- Problem to solve -
Every line below that mentions the word "derive" should be copied out.

- Records for the task -
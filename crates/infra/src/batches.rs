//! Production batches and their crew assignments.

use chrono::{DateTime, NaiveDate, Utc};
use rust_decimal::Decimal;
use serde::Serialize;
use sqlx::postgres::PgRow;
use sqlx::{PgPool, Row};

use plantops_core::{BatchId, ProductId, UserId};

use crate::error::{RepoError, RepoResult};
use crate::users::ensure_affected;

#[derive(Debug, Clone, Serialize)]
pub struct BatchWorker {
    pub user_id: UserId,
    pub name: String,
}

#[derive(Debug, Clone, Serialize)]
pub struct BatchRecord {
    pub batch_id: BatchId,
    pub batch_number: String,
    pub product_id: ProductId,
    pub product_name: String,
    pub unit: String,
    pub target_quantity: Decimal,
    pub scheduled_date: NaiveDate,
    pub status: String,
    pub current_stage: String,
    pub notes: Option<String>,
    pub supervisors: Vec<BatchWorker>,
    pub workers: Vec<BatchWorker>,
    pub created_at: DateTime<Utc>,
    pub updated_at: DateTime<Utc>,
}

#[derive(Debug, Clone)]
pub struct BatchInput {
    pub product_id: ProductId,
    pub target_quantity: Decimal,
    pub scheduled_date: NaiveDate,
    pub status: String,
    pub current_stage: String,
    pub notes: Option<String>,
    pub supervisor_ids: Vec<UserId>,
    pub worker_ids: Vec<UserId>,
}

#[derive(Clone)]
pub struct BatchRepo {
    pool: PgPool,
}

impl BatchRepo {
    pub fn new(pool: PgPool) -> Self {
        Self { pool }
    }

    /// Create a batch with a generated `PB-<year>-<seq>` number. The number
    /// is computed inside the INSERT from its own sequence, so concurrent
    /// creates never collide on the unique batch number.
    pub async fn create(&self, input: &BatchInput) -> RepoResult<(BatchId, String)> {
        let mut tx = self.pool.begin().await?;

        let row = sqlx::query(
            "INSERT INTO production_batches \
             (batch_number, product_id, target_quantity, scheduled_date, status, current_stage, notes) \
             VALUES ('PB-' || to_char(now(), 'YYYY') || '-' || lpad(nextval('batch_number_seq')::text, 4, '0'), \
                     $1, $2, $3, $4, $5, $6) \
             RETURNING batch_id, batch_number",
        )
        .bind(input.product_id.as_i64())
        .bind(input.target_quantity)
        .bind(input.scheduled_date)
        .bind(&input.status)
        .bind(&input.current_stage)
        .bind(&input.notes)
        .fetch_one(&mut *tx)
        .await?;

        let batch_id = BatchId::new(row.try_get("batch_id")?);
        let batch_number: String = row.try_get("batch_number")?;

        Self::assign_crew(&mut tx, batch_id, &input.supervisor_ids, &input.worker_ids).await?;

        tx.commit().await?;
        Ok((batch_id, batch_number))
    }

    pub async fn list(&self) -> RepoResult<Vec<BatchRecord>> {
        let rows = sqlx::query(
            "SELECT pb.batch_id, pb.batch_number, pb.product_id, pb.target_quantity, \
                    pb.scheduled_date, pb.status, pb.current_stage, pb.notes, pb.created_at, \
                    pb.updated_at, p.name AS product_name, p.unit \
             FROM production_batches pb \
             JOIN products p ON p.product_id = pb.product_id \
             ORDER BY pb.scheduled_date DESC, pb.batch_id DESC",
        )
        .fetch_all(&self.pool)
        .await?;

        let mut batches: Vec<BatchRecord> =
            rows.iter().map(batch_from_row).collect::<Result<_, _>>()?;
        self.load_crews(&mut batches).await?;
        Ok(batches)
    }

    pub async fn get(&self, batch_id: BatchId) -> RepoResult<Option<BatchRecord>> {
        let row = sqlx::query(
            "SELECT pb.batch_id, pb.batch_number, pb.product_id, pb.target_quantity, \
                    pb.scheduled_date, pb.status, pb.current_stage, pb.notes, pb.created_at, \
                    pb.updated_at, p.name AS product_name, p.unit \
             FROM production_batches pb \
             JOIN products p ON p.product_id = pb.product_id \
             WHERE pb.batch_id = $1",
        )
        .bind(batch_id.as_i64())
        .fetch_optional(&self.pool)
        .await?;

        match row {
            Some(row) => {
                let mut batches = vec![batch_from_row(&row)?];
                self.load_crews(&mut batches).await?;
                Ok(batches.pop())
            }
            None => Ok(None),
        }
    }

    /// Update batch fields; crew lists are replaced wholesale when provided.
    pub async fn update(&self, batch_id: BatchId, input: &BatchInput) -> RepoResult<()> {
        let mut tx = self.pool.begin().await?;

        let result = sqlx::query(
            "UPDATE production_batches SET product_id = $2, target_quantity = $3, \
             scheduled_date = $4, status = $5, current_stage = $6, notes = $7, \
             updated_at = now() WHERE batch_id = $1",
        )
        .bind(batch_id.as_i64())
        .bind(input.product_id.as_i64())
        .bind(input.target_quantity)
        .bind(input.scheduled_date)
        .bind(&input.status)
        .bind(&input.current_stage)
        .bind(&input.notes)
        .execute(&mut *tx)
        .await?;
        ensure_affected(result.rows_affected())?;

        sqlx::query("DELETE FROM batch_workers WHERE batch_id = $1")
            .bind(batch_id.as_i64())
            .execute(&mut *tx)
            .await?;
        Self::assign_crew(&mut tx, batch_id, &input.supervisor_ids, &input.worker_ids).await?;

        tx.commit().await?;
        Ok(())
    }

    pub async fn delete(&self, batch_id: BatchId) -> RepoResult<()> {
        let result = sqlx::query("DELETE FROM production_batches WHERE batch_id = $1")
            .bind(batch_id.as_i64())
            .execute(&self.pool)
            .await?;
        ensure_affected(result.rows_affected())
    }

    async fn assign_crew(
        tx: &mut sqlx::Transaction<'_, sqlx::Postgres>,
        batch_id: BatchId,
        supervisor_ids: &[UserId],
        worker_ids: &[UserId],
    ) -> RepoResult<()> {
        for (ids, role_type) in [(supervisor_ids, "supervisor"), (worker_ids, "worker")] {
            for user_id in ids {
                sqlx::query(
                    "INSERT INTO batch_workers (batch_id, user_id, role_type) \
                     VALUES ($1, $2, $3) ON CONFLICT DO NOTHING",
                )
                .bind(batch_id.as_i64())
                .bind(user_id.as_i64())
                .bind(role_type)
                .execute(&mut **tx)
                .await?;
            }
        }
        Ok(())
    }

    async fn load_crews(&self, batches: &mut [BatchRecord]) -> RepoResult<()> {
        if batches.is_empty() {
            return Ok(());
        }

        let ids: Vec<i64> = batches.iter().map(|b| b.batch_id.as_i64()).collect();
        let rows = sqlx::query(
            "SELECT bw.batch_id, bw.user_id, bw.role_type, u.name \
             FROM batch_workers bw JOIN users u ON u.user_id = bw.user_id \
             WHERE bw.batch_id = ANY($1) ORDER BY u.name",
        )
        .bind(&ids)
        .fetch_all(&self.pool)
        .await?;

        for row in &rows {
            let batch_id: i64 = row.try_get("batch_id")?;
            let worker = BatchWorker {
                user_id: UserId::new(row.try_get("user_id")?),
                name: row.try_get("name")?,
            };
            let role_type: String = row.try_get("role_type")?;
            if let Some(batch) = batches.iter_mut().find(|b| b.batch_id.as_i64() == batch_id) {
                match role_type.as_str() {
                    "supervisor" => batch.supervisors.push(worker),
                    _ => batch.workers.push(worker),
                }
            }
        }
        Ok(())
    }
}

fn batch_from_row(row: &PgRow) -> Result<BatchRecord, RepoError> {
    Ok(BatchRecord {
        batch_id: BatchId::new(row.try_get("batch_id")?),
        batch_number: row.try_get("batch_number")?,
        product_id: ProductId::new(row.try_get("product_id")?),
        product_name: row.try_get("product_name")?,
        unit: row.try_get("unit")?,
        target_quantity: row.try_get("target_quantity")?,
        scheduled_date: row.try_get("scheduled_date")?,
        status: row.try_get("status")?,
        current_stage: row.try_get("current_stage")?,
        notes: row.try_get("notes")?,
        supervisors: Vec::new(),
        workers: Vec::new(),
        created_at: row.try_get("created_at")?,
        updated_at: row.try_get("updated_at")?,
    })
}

- Result of the task -
#[derive(Debug, Clone, Serialize)]
#[derive(Debug, Clone, Serialize)]
#[derive(Debug, Clone)]
#[derive(Clone)]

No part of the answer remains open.